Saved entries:
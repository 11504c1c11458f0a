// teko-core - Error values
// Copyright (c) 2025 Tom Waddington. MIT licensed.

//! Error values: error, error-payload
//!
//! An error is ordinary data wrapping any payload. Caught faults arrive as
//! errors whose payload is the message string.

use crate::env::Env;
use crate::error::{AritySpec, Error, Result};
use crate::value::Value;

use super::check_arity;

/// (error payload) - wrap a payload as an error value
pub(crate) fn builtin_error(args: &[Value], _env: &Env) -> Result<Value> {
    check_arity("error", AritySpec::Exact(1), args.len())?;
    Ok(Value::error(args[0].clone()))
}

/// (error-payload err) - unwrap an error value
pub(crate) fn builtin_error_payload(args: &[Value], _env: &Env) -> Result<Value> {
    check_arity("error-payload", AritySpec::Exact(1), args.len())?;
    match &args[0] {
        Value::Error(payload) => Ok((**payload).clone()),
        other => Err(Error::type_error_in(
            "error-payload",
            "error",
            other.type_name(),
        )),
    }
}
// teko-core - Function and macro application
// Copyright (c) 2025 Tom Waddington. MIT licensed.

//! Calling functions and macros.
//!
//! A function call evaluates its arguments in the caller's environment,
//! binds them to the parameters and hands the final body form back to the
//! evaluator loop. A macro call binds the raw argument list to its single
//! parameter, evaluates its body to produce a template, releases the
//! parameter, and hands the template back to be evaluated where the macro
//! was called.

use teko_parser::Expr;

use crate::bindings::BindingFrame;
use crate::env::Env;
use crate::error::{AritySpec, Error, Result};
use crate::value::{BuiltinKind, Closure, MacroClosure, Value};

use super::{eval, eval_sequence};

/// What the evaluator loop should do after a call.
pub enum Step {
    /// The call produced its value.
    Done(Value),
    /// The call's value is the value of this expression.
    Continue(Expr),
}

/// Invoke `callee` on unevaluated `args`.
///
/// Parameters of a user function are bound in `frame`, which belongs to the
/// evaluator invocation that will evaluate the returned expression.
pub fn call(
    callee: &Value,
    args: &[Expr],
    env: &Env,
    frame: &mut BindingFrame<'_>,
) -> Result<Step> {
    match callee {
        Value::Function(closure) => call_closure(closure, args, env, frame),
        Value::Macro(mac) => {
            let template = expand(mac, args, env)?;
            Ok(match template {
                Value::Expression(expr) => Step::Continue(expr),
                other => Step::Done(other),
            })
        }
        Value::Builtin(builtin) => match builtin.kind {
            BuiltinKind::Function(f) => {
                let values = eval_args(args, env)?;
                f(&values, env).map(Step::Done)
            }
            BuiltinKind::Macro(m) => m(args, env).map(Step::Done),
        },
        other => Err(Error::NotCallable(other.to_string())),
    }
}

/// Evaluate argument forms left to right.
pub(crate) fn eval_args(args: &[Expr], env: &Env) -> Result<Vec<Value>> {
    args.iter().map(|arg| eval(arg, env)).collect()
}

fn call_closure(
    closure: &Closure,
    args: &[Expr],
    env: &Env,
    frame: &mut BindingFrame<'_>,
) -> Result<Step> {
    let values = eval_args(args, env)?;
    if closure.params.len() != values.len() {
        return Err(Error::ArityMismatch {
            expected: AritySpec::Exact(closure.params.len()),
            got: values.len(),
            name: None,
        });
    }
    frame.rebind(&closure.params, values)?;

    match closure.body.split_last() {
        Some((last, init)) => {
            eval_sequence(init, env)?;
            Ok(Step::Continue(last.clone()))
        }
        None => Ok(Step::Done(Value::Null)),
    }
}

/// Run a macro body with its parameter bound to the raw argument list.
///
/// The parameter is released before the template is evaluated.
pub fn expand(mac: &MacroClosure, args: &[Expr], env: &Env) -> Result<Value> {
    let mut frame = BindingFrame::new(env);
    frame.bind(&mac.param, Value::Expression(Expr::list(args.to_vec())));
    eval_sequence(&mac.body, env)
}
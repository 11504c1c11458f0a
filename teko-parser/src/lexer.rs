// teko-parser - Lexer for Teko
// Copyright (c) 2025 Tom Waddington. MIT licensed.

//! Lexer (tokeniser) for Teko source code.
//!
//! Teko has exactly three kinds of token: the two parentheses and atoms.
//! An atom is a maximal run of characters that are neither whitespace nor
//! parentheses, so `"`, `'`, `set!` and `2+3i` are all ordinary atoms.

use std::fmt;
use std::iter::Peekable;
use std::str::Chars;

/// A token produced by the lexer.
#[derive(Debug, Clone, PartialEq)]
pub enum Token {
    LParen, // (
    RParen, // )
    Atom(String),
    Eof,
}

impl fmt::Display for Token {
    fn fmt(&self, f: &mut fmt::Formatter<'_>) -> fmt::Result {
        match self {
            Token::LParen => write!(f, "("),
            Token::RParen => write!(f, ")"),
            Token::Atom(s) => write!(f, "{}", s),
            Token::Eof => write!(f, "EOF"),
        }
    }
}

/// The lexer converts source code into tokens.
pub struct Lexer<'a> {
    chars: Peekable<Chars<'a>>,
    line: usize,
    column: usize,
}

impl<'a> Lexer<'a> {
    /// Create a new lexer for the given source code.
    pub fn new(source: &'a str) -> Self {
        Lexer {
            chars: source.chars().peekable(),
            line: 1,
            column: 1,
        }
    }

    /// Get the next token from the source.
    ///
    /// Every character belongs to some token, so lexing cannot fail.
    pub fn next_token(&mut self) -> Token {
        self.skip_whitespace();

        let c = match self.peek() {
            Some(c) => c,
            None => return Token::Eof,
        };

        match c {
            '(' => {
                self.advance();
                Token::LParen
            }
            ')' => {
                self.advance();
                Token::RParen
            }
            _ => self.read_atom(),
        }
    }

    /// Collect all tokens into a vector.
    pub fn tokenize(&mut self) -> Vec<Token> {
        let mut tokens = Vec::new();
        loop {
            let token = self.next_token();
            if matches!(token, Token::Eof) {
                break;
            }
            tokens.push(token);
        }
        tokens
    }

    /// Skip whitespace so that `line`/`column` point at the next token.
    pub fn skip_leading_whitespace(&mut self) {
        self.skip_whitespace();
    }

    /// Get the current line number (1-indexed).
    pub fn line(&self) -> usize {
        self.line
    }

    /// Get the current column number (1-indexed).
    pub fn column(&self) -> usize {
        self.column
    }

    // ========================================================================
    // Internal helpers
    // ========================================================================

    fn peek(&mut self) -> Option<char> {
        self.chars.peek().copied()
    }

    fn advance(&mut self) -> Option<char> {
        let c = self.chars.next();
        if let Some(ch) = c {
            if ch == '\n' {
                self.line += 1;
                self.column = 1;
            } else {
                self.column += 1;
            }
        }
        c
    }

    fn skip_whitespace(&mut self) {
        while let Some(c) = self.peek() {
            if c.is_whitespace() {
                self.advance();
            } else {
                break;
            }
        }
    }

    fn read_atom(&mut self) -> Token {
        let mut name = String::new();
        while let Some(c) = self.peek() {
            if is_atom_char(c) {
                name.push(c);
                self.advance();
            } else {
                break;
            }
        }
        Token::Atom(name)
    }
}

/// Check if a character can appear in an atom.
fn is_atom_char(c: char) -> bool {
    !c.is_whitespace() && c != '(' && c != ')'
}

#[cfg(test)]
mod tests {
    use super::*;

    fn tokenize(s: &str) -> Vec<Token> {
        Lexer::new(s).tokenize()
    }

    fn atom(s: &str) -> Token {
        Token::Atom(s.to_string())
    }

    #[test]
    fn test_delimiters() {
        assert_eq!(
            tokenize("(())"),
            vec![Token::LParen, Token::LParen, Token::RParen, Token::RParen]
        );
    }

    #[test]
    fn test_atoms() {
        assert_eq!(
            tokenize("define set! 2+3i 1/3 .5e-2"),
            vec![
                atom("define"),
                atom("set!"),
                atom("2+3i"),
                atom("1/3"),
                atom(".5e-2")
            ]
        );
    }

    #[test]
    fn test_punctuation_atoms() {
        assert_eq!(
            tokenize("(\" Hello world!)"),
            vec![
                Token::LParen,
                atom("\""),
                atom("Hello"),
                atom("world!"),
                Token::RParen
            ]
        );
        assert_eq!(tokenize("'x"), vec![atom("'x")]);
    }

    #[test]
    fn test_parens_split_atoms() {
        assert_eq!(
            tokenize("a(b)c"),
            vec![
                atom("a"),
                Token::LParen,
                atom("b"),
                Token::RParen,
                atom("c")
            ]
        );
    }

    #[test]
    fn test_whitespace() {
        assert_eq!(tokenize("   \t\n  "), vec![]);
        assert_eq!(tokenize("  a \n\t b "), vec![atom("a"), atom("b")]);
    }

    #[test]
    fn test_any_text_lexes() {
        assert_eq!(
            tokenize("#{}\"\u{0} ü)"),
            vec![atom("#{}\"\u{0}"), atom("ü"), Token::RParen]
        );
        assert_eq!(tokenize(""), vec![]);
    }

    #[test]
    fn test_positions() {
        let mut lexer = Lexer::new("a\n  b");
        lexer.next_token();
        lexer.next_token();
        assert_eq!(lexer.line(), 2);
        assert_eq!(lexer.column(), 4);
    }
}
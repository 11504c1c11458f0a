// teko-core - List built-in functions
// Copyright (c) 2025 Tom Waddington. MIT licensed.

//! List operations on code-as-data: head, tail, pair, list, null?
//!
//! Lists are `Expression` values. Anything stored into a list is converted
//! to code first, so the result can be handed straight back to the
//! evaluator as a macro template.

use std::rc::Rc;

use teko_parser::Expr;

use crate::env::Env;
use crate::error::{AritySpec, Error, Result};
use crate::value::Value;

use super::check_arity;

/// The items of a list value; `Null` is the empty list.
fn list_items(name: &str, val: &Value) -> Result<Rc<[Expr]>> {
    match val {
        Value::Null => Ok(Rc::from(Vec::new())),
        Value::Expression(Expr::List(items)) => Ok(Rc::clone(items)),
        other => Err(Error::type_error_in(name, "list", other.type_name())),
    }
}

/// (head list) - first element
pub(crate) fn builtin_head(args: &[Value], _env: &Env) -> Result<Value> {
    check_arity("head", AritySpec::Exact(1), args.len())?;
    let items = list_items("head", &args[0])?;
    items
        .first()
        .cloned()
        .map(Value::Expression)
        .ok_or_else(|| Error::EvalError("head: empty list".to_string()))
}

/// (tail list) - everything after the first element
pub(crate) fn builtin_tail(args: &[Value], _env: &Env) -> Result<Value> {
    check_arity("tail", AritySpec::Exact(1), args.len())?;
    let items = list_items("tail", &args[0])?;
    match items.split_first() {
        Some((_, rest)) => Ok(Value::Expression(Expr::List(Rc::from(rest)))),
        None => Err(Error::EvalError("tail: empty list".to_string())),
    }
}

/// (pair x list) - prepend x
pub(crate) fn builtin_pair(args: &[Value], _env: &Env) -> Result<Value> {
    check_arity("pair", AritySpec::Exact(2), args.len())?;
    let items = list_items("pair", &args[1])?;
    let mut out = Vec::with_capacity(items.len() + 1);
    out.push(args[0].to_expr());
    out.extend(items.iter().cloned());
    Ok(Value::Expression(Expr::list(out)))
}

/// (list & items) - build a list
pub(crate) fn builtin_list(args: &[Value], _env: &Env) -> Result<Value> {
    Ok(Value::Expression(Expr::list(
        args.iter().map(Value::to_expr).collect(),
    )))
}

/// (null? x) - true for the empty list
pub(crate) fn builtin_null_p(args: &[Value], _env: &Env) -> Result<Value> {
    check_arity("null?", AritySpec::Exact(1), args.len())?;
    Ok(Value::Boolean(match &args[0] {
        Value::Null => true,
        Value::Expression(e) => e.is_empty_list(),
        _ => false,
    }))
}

---

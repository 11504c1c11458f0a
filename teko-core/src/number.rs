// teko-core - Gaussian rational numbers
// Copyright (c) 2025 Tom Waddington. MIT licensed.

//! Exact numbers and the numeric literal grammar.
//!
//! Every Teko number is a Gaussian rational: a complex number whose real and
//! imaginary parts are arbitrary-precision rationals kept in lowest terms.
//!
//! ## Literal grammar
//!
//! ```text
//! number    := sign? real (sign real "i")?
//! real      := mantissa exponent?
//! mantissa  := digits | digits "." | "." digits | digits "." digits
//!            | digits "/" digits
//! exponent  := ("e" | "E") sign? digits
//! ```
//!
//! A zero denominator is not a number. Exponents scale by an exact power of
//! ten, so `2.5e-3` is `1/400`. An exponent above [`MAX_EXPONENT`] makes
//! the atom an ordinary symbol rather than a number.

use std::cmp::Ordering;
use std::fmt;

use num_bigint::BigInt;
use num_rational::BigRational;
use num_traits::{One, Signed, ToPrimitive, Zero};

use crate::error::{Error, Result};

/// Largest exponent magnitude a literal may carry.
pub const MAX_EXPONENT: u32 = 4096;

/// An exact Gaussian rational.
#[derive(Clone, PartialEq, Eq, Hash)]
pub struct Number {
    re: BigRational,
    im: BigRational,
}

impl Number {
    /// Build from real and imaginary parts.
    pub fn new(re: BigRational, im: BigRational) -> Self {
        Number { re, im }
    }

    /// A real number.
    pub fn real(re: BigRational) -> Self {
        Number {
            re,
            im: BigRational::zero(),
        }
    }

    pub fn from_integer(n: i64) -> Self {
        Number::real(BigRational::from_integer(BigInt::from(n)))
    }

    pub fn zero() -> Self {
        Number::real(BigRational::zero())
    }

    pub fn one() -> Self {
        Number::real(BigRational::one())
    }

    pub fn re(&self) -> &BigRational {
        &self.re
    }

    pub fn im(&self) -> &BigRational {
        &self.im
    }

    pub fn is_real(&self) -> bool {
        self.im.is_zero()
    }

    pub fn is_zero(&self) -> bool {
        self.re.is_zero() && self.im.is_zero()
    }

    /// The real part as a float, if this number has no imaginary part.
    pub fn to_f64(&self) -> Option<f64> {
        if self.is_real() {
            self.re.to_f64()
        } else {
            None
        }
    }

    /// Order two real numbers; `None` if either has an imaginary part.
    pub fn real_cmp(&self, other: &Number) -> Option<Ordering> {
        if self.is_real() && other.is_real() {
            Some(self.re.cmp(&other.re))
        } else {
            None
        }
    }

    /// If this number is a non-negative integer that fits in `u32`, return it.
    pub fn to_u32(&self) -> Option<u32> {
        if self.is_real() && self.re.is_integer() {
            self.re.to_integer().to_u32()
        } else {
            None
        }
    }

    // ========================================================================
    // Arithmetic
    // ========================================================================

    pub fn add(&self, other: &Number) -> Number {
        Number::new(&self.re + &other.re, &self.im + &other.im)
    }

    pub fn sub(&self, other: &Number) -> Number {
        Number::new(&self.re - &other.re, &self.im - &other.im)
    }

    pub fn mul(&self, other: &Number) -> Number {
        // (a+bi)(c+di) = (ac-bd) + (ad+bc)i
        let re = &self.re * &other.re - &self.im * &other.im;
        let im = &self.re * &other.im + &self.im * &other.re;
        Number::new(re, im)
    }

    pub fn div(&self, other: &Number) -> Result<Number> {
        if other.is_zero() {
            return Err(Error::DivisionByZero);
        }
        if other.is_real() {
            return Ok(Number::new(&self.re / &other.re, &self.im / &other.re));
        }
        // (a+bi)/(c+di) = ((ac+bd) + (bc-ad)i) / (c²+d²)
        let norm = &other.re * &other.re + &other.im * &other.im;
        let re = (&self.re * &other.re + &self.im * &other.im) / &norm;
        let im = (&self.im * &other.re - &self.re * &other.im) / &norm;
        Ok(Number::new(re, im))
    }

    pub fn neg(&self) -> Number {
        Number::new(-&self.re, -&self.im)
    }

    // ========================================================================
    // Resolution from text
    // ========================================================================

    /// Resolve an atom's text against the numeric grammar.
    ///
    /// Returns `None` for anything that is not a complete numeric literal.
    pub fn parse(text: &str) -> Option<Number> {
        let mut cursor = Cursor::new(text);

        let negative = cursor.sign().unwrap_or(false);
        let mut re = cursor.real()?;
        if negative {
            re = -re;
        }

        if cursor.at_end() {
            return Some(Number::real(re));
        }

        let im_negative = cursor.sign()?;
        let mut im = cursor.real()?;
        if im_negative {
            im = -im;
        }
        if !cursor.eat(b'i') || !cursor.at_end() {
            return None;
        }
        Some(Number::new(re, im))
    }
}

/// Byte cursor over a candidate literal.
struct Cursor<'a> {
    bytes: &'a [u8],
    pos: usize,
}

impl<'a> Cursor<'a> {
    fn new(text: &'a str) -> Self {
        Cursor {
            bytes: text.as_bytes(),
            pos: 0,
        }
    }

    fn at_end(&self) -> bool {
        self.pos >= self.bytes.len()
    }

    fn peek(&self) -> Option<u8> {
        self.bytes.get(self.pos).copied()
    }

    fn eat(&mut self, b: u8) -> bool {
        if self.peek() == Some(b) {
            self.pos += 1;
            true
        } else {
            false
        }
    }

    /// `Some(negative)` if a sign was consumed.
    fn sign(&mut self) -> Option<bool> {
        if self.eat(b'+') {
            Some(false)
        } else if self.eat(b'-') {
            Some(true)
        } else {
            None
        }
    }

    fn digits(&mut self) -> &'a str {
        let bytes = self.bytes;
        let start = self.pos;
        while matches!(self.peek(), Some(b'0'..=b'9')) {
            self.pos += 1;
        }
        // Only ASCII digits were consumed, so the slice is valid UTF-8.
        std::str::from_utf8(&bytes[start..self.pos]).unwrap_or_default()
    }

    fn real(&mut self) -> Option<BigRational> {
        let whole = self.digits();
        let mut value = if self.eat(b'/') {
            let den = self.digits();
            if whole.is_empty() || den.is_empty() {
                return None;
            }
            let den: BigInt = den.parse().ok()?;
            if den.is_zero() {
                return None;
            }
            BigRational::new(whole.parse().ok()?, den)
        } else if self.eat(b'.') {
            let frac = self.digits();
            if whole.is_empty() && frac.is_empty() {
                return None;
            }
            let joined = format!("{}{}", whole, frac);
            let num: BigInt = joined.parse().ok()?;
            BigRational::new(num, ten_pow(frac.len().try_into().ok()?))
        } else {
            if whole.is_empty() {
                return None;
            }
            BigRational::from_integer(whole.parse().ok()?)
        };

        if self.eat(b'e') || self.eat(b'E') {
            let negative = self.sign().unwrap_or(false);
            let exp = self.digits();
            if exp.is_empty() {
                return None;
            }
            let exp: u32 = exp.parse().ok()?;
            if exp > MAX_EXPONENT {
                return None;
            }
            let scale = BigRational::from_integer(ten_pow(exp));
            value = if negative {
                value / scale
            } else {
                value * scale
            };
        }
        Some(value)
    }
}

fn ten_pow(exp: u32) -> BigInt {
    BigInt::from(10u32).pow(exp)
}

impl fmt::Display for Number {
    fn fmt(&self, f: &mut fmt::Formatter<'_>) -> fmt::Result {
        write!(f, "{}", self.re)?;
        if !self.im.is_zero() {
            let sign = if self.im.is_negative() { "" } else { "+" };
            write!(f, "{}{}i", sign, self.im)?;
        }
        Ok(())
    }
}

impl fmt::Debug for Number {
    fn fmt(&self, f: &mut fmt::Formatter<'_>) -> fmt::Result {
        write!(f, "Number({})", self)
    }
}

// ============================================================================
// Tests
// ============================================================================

...

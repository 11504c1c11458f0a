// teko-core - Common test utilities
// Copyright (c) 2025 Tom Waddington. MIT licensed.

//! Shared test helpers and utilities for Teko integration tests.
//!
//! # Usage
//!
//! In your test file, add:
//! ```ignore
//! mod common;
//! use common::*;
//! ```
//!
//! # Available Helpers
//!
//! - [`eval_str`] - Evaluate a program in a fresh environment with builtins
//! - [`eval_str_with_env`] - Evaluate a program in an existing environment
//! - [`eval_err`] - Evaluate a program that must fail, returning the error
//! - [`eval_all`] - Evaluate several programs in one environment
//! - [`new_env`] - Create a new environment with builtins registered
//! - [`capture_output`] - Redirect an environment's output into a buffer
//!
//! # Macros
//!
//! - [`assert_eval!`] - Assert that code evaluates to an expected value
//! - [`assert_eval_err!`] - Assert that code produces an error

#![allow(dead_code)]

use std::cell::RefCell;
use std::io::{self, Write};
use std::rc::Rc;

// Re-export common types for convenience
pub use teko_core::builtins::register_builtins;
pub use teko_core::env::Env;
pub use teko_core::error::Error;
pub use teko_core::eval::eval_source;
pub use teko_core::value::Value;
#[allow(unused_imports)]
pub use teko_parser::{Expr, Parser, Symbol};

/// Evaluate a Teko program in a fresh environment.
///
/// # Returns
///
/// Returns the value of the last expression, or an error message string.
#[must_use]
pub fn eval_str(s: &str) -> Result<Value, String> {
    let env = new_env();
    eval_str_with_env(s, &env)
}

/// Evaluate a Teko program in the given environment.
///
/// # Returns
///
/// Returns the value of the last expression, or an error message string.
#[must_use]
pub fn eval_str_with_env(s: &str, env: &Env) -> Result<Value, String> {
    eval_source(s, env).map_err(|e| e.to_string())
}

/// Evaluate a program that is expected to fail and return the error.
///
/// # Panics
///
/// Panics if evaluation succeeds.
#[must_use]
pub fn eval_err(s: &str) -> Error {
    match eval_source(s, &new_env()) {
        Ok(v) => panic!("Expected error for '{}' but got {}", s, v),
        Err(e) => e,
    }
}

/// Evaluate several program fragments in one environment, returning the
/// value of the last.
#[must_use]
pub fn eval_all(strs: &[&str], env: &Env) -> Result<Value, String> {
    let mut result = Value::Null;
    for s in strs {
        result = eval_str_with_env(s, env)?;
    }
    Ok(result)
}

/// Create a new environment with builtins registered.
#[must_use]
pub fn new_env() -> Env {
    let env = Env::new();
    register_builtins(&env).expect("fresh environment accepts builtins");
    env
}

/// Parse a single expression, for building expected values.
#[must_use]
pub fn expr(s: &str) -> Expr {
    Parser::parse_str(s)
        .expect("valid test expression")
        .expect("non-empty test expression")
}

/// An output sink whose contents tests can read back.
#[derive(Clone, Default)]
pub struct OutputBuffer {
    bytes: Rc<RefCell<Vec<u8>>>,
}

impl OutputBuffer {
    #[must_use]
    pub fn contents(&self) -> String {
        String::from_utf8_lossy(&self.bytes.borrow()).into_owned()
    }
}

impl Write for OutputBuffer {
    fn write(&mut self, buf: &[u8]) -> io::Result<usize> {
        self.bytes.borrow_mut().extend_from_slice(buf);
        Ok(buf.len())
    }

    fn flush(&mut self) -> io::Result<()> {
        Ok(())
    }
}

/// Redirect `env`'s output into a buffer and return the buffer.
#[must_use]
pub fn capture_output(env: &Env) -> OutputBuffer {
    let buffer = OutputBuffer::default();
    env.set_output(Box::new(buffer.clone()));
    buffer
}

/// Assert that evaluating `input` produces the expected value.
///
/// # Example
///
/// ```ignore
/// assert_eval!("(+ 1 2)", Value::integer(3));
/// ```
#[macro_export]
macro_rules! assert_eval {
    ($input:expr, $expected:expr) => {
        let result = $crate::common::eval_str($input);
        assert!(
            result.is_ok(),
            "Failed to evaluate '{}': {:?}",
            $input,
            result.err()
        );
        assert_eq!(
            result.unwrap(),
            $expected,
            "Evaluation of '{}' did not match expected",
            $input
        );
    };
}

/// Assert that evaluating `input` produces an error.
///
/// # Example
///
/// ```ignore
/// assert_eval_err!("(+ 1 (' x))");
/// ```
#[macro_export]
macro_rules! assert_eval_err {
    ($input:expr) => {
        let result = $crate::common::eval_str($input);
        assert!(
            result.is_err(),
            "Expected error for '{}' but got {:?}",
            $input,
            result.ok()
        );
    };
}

WHAT YOU NEED TO DO: Copy all lines above where "several" is present.

THE ANSWER:
//! - [`eval_all`] - Evaluate several programs in one environment
/// Evaluate several program fragments in one environment, returning the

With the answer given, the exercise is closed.